There is a useful explicit representation of Lans using coends:
\mathrm{Lan}_J\,F = \int^X(J\,X \to A)\times F\,X
(for simplicity I assume that the range of the functors is Set).
The coend is actually the quotient of a large \Sigma-type:
 \dots = (\Sigma X.(J\,X \to A)\times F\,X)/\sim
where \sim is the equivalence relation generated by
 (X,g\circ J\,h,x) \sim (Y,g,F\,h\,x)
for any h\in X\to Y.

Neil Ghani found a nice application of Lans to give initial algebra semantics to GADTs. As an example consider an encoding of Fin as a GADT:

\begin{code}
data Fin : Set -> Set where
  fz : Fin (Maybe a)
  fs : Fin a -> Fin (Maybe a)
\end{code}
Can we understand Fin as an initial algebra of an endofunctor on the category of endofunctors. A problem is the occurence of Maybe on the right hand side. Using Lans we can shift this on the right, i.e. Fin = \mu H.\mathrm{Lan}_\mathrm{Maybe}\,(1 + H).

What has this to do with containers? A container is a functor of the form F\,X = \Sigma s\in S.P\,s \to X where S\in\mathrm{Set} and P\in S\to\mathrm{Set}. We write F = S \lhd P. Now given also G = T\lhd Q we can use the coend formula to work out the container representing \mathrm{Lan}_F\,G:
 \begin{eqnarray*}
\mathrm{Lan}_F\,G\,A & = & \int^X (F\,X \to A) \times G\,X \\
& = & \int^X (\Sigma s\in S.P\,s \to X) \to A) \times \Sigma t\in T.Q\,t \to X \\
& \simeq & \Sigma t\in T.\int^X (\Sigma s\in S.P\,s \to X) \to A) \times Q\,t \to X \\
& \simeq & \Sigma t\in T.(\Sigma s\in S.P\,s \to Q\,t) \to A)\\
& = & t \in T \lhd \Sigma s\in S.P\,s \to Q\,t
\end{eqnarray*}
The interesting step isthe 4th equality from the top. I worked it out using the explicit representation of coends as a \Sigma-type, but maybe there is a more abstract way to prove it. I also checked the equations by plugging it into the definition of a Lan as an adjunction using the explicit representation of container morphisms.

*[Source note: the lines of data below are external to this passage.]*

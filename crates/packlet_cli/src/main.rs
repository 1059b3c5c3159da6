mod args;
mod types;

use std::{path::Path, process::ExitCode, time::Instant};

use ansi_term::Colour;
use args::{EnhanceArgs, InputArgs, OutputArgs};
use clap::Parser;

use packlet::{
  BuildError, Bundler, BundlerOptions, DependencyNode, DependencyTree, ModuleId, OutputAsset,
};

#[derive(Parser)]
#[command(version, about, long_about = None)]
struct Commands {
  #[clap(flatten)]
  input: InputArgs,

  #[clap(flatten)]
  output: OutputArgs,

  #[clap(flatten)]
  enhance: EnhanceArgs,
}

fn format_size(bytes: usize) -> String {
  format!("{:.2} kB", bytes as f64 / 1024.0)
}

fn print_output_assets(outputs: Vec<OutputAsset>) {
  let mut left = 0;
  let mut right = 0;

  let mut assets = Vec::with_capacity(outputs.len());

  for output in outputs {
    let size = format!("{:.2}", output.content.len() as f64 / 1024.0);

    if size.len() > right {
      right = size.len();
    }

    if output.filename.len() > left {
      left = output.filename.len()
    }

    assets.push((output.filename, size));
  }

  let dim = Colour::White.dimmed();
  let color = Colour::Cyan;

  for (filename, size) in assets {
    let filename_len = filename.len();

    println!(
      "{}{}{:left$} {}{}{:right$}{} kB",
      dim.paint("<DIR>/"),
      color.paint(filename.as_str()),
      "",
      dim.paint("chunk"),
      dim.paint(" │ size: "),
      "",
      size,
      left = left - filename_len,
      right = right - size.len()
    )
  }
}

fn describe_node(path: &str, node: &DependencyNode, cwd: &Path) -> String {
  let sizes = format!("{} (+{})", format_size(node.size), format_size(node.subtree_size));
  format!(
    "{} {}",
    Colour::Cyan.paint(ModuleId::from_path(path, cwd).to_string()),
    Colour::White.dimmed().paint(sizes)
  )
}

fn print_references(tree: &DependencyTree, cwd: &Path, prefix: &str) {
  let last = tree.len().saturating_sub(1);
  for (idx, (path, node)) in tree.iter().enumerate() {
    let (branch, indent) = if idx == last { ("└─ ", "   ") } else { ("├─ ", "│  ") };
    println!(
      "{}{}",
      Colour::White.dimmed().paint(format!("{prefix}{branch}")),
      describe_node(path, node, cwd)
    );
    print_references(&node.references, cwd, &format!("{prefix}{indent}"));
  }
}

fn print_dependency_tree(tree: &DependencyTree, cwd: &Path) {
  for (path, node) in tree {
    println!("{}", describe_node(path, node, cwd));
    print_references(&node.references, cwd, "");
  }
}

fn print_errors(errors: &BuildError) {
  for error in &**errors {
    eprintln!("{} {:#}", Colour::Red.paint("Error:"), error);
  }
}

#[tokio::main]
async fn main() -> ExitCode {
  packlet_tracing::init();

  let args = Commands::parse();
  let InputArgs { cwd, input, platform } = args.input;
  let input = input.map(|files| files.iter().map(|p| p.to_string_lossy().into()).collect());

  let bundler = Bundler::new(BundlerOptions {
    input,
    cwd,
    platform: platform.map(Into::into),
    dir: args.output.dir,
    file: args.output.file,
  });
  let mut bundler = match bundler.and_then(|mut bundler| {
    bundler.add_default_loaders()?;
    Ok(bundler)
  }) {
    Ok(bundler) => bundler,
    Err(errors) => {
      print_errors(&errors);
      return ExitCode::FAILURE;
    }
  };

  let start = Instant::now();
  match bundler.write().await {
    Ok(output) => {
      if !args.enhance.silent {
        // Print warnings
        for warning in output.warnings {
          println!("{} {}", Colour::Yellow.paint("Warning:"), warning);
        }

        if args.enhance.tree {
          print_dependency_tree(&bundler.dependency_tree(), &bundler.options().cwd);
          println!();
        }

        // Print output assets
        if !output.assets.is_empty() {
          print_output_assets(output.assets);
        }
      }

      let elapsed = format!("{:.2} ms", start.elapsed().as_secs_f64() * 1000.0);
      println!("\n{} Finished in {}", Colour::Green.paint("✔"), Colour::White.bold().paint(elapsed));
      ExitCode::SUCCESS
    }
    Err(errors) => {
      print_errors(&errors);
      ExitCode::FAILURE
    }
  }
}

Now if we apply the formula to Lan_{\mathrm{Maybe}}\,G, where \mathrm{Maybe} = b\in 2 \lhd b=1 we obtain
Lan_{\mathrm{Maybe}}\,G = t\in T \lhd \Sigma b\in 2.(b=1)\to Q\,t
which can be further simplified to
 \dots = \in T \lhd 1 + Q\,t
Hence, Lan_{\mathrm{Maybe}}\,G\,A = A \times G\,A. Indeed, we could have proven this result directly using the Yoneda lemma (which also shows that it doesn’t depend on G being a container). Applying this isomorphism to Fin it turns out that there is an isomorphic datatype which isn’t a GADT, namely:

\begin{code}
data Fin' : Set -> Set where
  fz' : a -> Fin' a
  fs' : a -> Fin' a -> Fin' a
\end{code}
I leave it to the reader to work out the isomorphism between Fin and Fin’.

Btw, what about Right Kan Extensions? I can show that if F is a container then \mathrm{Ran}_F\,G always exists (even if G is not a container). However, \mathrm{Ran}_F\,G isn’t necessary a container even if both F and G are.